> Dataset records:
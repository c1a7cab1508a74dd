//! Common test utilities for integration tests
//!
//! Provides a scripted "diligent" agent, audit verdict helpers and graph
//! fixtures shared across the integration test files.

#![allow(dead_code)]

use serde_json::json;
use std::sync::Arc;
use std::time::Duration;

use swarmcore::adapters::backends::ScriptedBackend;
use swarmcore::domain::models::{
    AuditVerdict, ChatMessage, Config, ModelRequest, ModelResponse, Role, ToolCall,
};
use swarmcore::domain::ports::ModelBackend;
use swarmcore::infrastructure::gateway::{Gateway, RateLimiter, RetryPolicy};
use swarmcore::services::TaskGraph;
use swarmcore::{GatewayError, LoopContext};

/// Setup test logging
///
/// Initializes tracing subscriber for test output.
/// Call this at the beginning of tests that need logging.
pub fn setup_test_logging() {
    let _ = tracing_subscriber::fmt()
        .with_test_writer()
        .with_max_level(tracing::Level::DEBUG)
        .try_init();
}

/// Gateway with no spacing, a wide slot pool and millisecond retries.
pub fn fast_gateway(backend: Arc<ScriptedBackend>) -> Arc<Gateway> {
    fast_gateway_over(backend)
}

pub fn fast_gateway_over(backend: Arc<dyn ModelBackend>) -> Arc<Gateway> {
    Arc::new(
        Gateway::new(backend, Arc::new(RateLimiter::new(Duration::ZERO, 16)))
            .with_retry_policy(fast_retry(3)),
    )
}

pub fn fast_retry(max_retries: u32) -> RetryPolicy {
    RetryPolicy::new(max_retries, Duration::from_millis(1), Duration::from_millis(5))
}

/// Defaults with stall detection tuned for tests.
pub fn fast_config() -> Config {
    let mut config = Config::default();
    config.coordinator.stall_poll_interval_ms = 1;
    config.coordinator.stall_max_polls = 2;
    config
}

/// Build a graph from `(group_id, dependencies, todo titles)` rows, in order.
pub async fn graph_with(rows: &[(&str, &[&str], &[&str])]) -> Arc<TaskGraph> {
    let graph = Arc::new(TaskGraph::new());
    for (group_id, deps, todos) in rows {
        graph
            .create_group(*group_id, "dev", format!("Group {group_id}"), deps.iter().copied())
            .await
            .expect("create group");
        for title in *todos {
            graph.add_todo(group_id, *title).await.expect("add todo");
        }
    }
    graph
}

pub fn context(backend: Arc<ScriptedBackend>, graph: Arc<TaskGraph>) -> LoopContext {
    LoopContext::new(fast_gateway(backend), graph, "test-model")
}

pub fn is_audit_request(request: &ModelRequest) -> bool {
    request
        .messages
        .iter()
        .any(|m| m.role == Role::User && m.content.starts_with("Audit task group:"))
}

/// 1-based indices of `[pending]` and `[in_progress]` lines in a todo listing.
pub fn open_todo_indices(text: &str) -> Vec<usize> {
    text.lines()
        .filter(|line| line.contains("[pending]") || line.contains("[in_progress]"))
        .filter_map(|line| line.split('.').next()?.trim().parse().ok())
        .collect()
}

pub fn complete_all_calls(indices: &[usize]) -> ModelResponse {
    ModelResponse::tool_calls(
        indices
            .iter()
            .map(|i| {
                ToolCall::new(
                    format!("call-{i}"),
                    "todo_update",
                    json!({"index": i, "status": "completed"}),
                )
            })
            .collect(),
    )
}

pub fn verdict_response(verdict: &AuditVerdict) -> ModelResponse {
    ModelResponse::text(serde_json::to_string(verdict).expect("verdict json"))
}

/// Agent turn of a model that completes every listed todo, then says so.
pub fn diligent_agent_turn(messages: &[ChatMessage]) -> ModelResponse {
    match messages.last() {
        Some(last) if last.role == Role::User => {
            let open = open_todo_indices(&last.content);
            if open.is_empty() {
                ModelResponse::text("Nothing left to do. Task complete.")
            } else {
                complete_all_calls(&open)
            }
        }
        _ => ModelResponse::text("All todos are complete. Task complete."),
    }
}

/// Backend that works every todo and passes every audit.
pub fn diligent_backend() -> ScriptedBackend {
    ScriptedBackend::from_fn(|request| {
        if is_audit_request(request) {
            Ok(verdict_response(&AuditVerdict::pass()))
        } else {
            Ok(diligent_agent_turn(&request.messages))
        }
    })
}

/// Like `diligent_backend`, but every agent call for `group_id` is rejected
/// as unauthorized.
pub fn unauthorized_for(group_id: &'static str) -> ScriptedBackend {
    ScriptedBackend::from_fn(move |request| {
        let is_group = request
            .messages
            .iter()
            .any(|m| m.content.starts_with(&format!("Task group: {group_id}\n")));
        if is_group {
            Err(GatewayError::Unauthorized("revoked key".into()))
        } else if is_audit_request(request) {
            Ok(verdict_response(&AuditVerdict::pass()))
        } else {
            Ok(diligent_agent_turn(&request.messages))
        }
    })
}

> Problem requirements:
Copy out every line of the data in which the word "ModelBackend" is found.

> Result:
use swarmcore::domain::ports::ModelBackend;
pub fn fast_gateway_over(backend: Arc<dyn ModelBackend>) -> Arc<Gateway> {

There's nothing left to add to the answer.